Another benefit to the .uk extension is that it provides a new place for a company to create and build its online identity and develop its Internet business. You can also use the new .uk extension to launch an online community in a digital world that is always changing. Although the web is full of literally millions of domain names the number of dot-com extensions is not endless. That’s just one more reason that the creation of a .uk extension could have major implications. The new extension can help create more space on the web, which is actually very important.
Other New Extensions
Meantime, there was some other important news that was also recently reported on webhostinggeeks.com that could change the face of domain name extensions forever. Earlier this year, the Internet Corporation for Assigned Names and Numbers (ICANN) started to release more than 1,000 new web address endings. These endings include all kinds of suffixes made up of non-Latin characteristics. That means people or businesses now have a huge increase in the amount of possible web addresses available to them.
Imagine the possibilities. If you own a salon or a boutique, you can now use the extension .boutique instead of the usual .com. Here’s a look at just a few of the other new domain extensions now available. They include, but are not limited to:
- Geographic – .tokyo, .melbourne, .paris
- Services – .wedding, .plumbing, .marketing
- Travel – .hotel, .tickets, .flights
- Lifestyle – .luxury, .community, .club
- Hobbies – .travel, .photo, .games
- Technology – .app, .cam, .tech
- Shopping – .shop, .deal, .forsale
Make a Name for Yourself
One of the biggest advantages of having all of these new target domain extensions is that they will most likely help businesses with their SEO efforts. Plus, with so many new possibilities an individual or business can create a name that fits exactly what it’s looking for. You can even choose a domain name that already exists by using a different extension. For example, if your domain name has already been taken by a .com extension, you can simply use a different specific extension, like buyfromus.com can now be changed to buyfrom.us.

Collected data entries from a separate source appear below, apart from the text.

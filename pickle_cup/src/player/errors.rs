//! Player error types.

use thiserror::Error;

use super::models::PlayerId;
use crate::db::StoreError;

/// Player errors
#[derive(Debug, Error)]
pub enum PlayerError {
    /// Search query missing or blank
    #[error("Search query is required")]
    EmptyQuery,

    /// Player not found
    #[error("Player not found: {0}")]
    NotFound(PlayerId),

    /// Store error
    #[error("Store error: {0}")]
    Store(#[from] StoreError),
}

impl PlayerError {
    /// Get a client-safe error message
    pub fn client_message(&self) -> String {
        match self {
            PlayerError::NotFound(_) => "Player not found".to_string(),
            PlayerError::Store(e) => e.client_message(),
            _ => self.to_string(),
        }
    }
}

/// Result type for player operations
pub type PlayerResult<T> = Result<T, PlayerError>;
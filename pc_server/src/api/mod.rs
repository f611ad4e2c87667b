//! HTTP API for Pickle Cup.
//!
//! # Modules
//!
//! - [`auth`]: Magic-link sign-in, token refresh, sign-out
//! - [`players`]: Player search, profiles and stats
//! - [`teams`]: Team creation and listing for the signed-in player
//! - [`brackets`]: Bracket preview for a team selection
//! - [`tournaments`]: Tournament creation, listing and round-1 generation
//! - [`matches`]: Recent matches and result recording
//! - [`middleware`]: Bearer authentication and request metrics
//!
//! # Example Usage
//!
//! ```rust,no_run
//! use pc_server::api::{AppState, create_router};
//! use pc_server::config::ServerConfig;
//! use pickle_cup::auth::LogMailer;
//! use pickle_cup::db::MemoryStore;
//! use std::sync::Arc;
//!
//! # async fn example() -> Result<(), Box<dyn std::error::Error>> {
//! let config = ServerConfig::new("0123456789abcdef0123456789abcdef".to_string());
//! let state = AppState::from_store(Arc::new(MemoryStore::new()), Arc::new(LogMailer), &config);
//!
//! let app = create_router(state);
//! let listener = tokio::net::TcpListener::bind(config.bind).await?;
//! axum::serve(listener, app).await?;
//! # Ok(())
//! # }
//! ```

pub mod auth;
pub mod brackets;
pub mod errors;
pub mod matches;
pub mod middleware;
pub mod players;
pub mod rate_limiter;
pub mod request_id;
pub mod teams;
pub mod tournaments;

use axum::{
    Router,
    extract::State,
    http::StatusCode,
    response::{IntoResponse, Json},
    routing::{get, post},
};
use serde_json::json;
use std::sync::Arc;
use std::time::Duration;
use tower_http::cors::CorsLayer;

use pickle_cup::auth::{AuthManager, Mailer};
use pickle_cup::db::{HealthCheck, Store, with_timeout};
use pickle_cup::matches::MatchManager;
use pickle_cup::player::PlayerManager;
use pickle_cup::team::TeamManager;
use pickle_cup::tournament::TournamentManager;

use crate::config::ServerConfig;
use rate_limiter::MagicLinkThrottle;

pub use errors::{ApiError, ApiResult, ErrorResponse};

/// Application state shared across all HTTP handlers.
///
/// Cloned per request; every field is behind an `Arc`.
#[derive(Clone)]
pub struct AppState {
    pub auth_manager: Arc<AuthManager>,
    pub player_manager: Arc<PlayerManager>,
    pub team_manager: Arc<TeamManager>,
    pub tournament_manager: Arc<TournamentManager>,
    pub match_manager: Arc<MatchManager>,
    pub health: Arc<dyn HealthCheck>,
    pub magic_link_throttle: Arc<MagicLinkThrottle>,
    pub store_timeout: Duration,
}

impl AppState {
    /// Build every manager over one store
    ///
    /// # Arguments
    ///
    /// * `store` - PostgreSQL or in-memory store
    /// * `mailer` - Delivers magic links
    /// * `config` - Secrets, timeouts and search settings
    pub fn from_store<S>(store: Arc<S>, mailer: Arc<dyn Mailer>, config: &ServerConfig) -> Self
    where
        S: Store + 'static,
    {
        let timeout = config.store_timeout();

        let auth_manager = AuthManager::new(
            store.clone(),
            store.clone(),
            mailer,
            config.security.jwt_secret.clone(),
            config.magic_link.redirect_url.clone(),
        )
        .with_magic_link_ttl(config.magic_link_ttl())
        .with_timeout(timeout);

        let player_manager = PlayerManager::new(store.clone(), store.clone())
            .with_min_query_len(config.search.min_query_len)
            .with_search_limit(config.search.limit)
            .with_timeout(timeout);

        Self {
            auth_manager: Arc::new(auth_manager),
            player_manager: Arc::new(player_manager),
            team_manager: Arc::new(
                TeamManager::new(store.clone(), store.clone()).with_timeout(timeout),
            ),
            tournament_manager: Arc::new(
                TournamentManager::new(store.clone(), store.clone(), store.clone())
                    .with_timeout(timeout),
            ),
            match_manager: Arc::new(
                MatchManager::new(store.clone(), store.clone()).with_timeout(timeout),
            ),
            health: store,
            magic_link_throttle: Arc::new(MagicLinkThrottle::per_hour(
                config.magic_link.max_per_hour,
            )),
            store_timeout: timeout,
        }
    }
}

/// Create the complete API router with all endpoints and middleware.
///
/// # Endpoint Summary
///
/// ```text
/// GET  /health                              - Health check (public)
/// POST /api/v1/auth/magic-link              - Email a sign-in link (public)
/// GET  /api/v1/auth/callback?token=         - Exchange link for tokens (public)
/// POST /api/v1/auth/refresh                 - Rotate tokens (public)
/// POST /api/v1/auth/sign-out                - End session (public)
/// GET  /api/v1/auth/me                      - Current user (auth required)
/// GET  /api/v1/players/search?q=            - Search players (public)
/// GET  /api/v1/players/{id}                 - Player profile (public)
/// GET  /api/v1/players/{id}/stats           - Player stats (public)
/// POST /api/v1/brackets/preview             - Preview pairing (public)
/// GET  /api/v1/tournaments                  - List tournaments (public)
/// GET  /api/v1/tournaments/{id}             - Tournament (public)
/// GET  /api/v1/tournaments/{id}/bracket     - Round-1 matches (public)
/// GET  /api/v1/teams                        - My teams (auth required)
/// POST /api/v1/teams                        - Create team (auth required)
/// POST /api/v1/tournaments                  - Create tournament (auth required)
/// POST /api/v1/tournaments/{id}/bracket     - Generate round 1 (auth required)
/// GET  /api/v1/matches                      - Recent matches (auth required)
/// POST /api/v1/matches/{id}/result          - Record winner (organizer only)
/// ```
///
/// ## Legacy Routes
/// ```text
/// GET  /api/players/search?q=               - Use /api/v1/players/search
/// GET  /api/players/{id}/stats              - Use /api/v1/players/{id}/stats
/// ```
pub fn create_router(state: AppState) -> Router {
    let v1_routes = create_v1_router(state.clone());

    Router::new()
        .route("/health", get(health_check))
        .nest("/api/v1", v1_routes)
        .route("/api/players/search", get(players::search_players))
        .route("/api/players/{player_id}/stats", get(players::player_stats))
        .layer(axum::middleware::from_fn(middleware::track_metrics))
        .layer(axum::middleware::from_fn(request_id::request_id_middleware))
        .layer(CorsLayer::permissive())
        .with_state(state)
}

fn create_v1_router(state: AppState) -> Router<AppState> {
    let public_routes = Router::new()
        .route("/auth/magic-link", post(auth::request_magic_link))
        .route("/auth/callback", get(auth::magic_link_callback))
        .route("/auth/refresh", post(auth::refresh_token))
        .route("/auth/sign-out", post(auth::sign_out))
        .route("/players/search", get(players::search_players))
        .route("/players/{player_id}", get(players::get_player))
        .route("/players/{player_id}/stats", get(players::player_stats))
        .route("/brackets/preview", post(brackets::preview_bracket))
        .route("/tournaments", get(tournaments::list_tournaments))
        .route("/tournaments/{tournament_id}", get(tournaments::get_tournament))
        .route(
            "/tournaments/{tournament_id}/bracket",
            get(tournaments::get_bracket),
        );

    let protected_routes = Router::new()
        .route("/auth/me", get(auth::me))
        .route("/teams", get(teams::my_teams).post(teams::create_team))
        .route("/tournaments", post(tournaments::create_tournament))
        .route(
            "/tournaments/{tournament_id}/bracket",
            post(tournaments::generate_bracket),
        )
        .route("/matches", get(matches::recent_matches))
        .route("/matches/{match_id}/result", post(matches::record_result))
        .layer(axum::middleware::from_fn_with_state(
            state,
            middleware::auth_middleware,
        ));

    Router::new().merge(public_routes).merge(protected_routes)
}

/// Health check endpoint for monitoring and load balancers.
///
/// Returns `200 OK` when the store answers a ping within the store timeout,
/// `503 Service Unavailable` otherwise.
///
/// ```bash
/// curl http://localhost:8080/health
/// # {"status":"healthy","version":"0.3.0","store":true,"timestamp":"2026-04-02T10:30:00+00:00"}
/// ```
async fn health_check(State(state): State<AppState>) -> impl IntoResponse {
    let store_healthy = match with_timeout(state.store_timeout, state.health.ping()).await {
        Ok(()) => true,
        Err(e) => {
            tracing::warn!("Health check failed: {}", e);
            false
        }
    };

    let status_code = if store_healthy {
        StatusCode::OK
    } else {
        StatusCode::SERVICE_UNAVAILABLE
    };

    let response = json!({
        "status": if store_healthy { "healthy" } else { "unhealthy" },
        "version": env!("CARGO_PKG_VERSION"),
        "store": store_healthy,
        "timestamp": chrono::Utc::now().to_rfc3339(),
    });

    (status_code, Json(response))
}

Early Results Are Encouraging
Although according to some reports, there is a lot of doom and gloom going on in the cyber economy in the UK, the launch of the new .uk extension appears to be a bright light in an otherwise dim situation. According to early numbers, more than 50,000 businesses jumped on board with the new .uk extension within the first 24 hours after it launched. This is a great sign that the companies are still eager to make their mark in the UK business market, especially the digital market.
The Names Are Coming
Although the 50,000 in 24 hours is a real positive sign, according to Nominet, the domain name registry in the UK, it expects somewhere in the neighborhood of 10 million websites to follow suit. In fact, according to Nominet’s Chief Operating Officer, the country’s daily registration rates have been ten times higher than the normal rates were before the .uk extension was launched.
These are just some of the new, targeted domain extensions. ©ICANN
It appears that both consumers and businesses alike are excited about the newer, shorter .uk extension. One specific example given was the cruise agency, which dropped the .co from its domain name and will now go by the shorterBonvoyage.uk in an effort to improve its online presence.
What About Other New Domain Extensions?
Meantime, as for the other new extensions recently announced by ICANN, there are plenty of people interested in taking this path. The reason for that is with 270 million web addresses already owned and 110 million of those being of the .com variety it’s getting harder and harder to find a good domain name. However, with these new extensions available startup companies now have two great opportunities, including choosing their registries from the new extensions and then building their actual business around them.
Targeted Marketing; More Savings
Another important aspect of the new domain extensions is that smaller companies can grab several new domain names to better serve the specific industries. The thought is that by having more descriptive names they will be able to produce better exposure to specific industries. In turn they might be able to save big bucks on SEO and pay-per-click marketing.
Slowly but Surely
So far, at this point, the number of websites with the new domain extensions is less than a million. However, many new companies feel it’s just a matter of time before we see more businesses and consumers adopting this new way of thinking when it comes to the business domain extensions. That could have a huge affect on the digital business world and it could mean we start seeing more descriptive extension names and less .com extensions.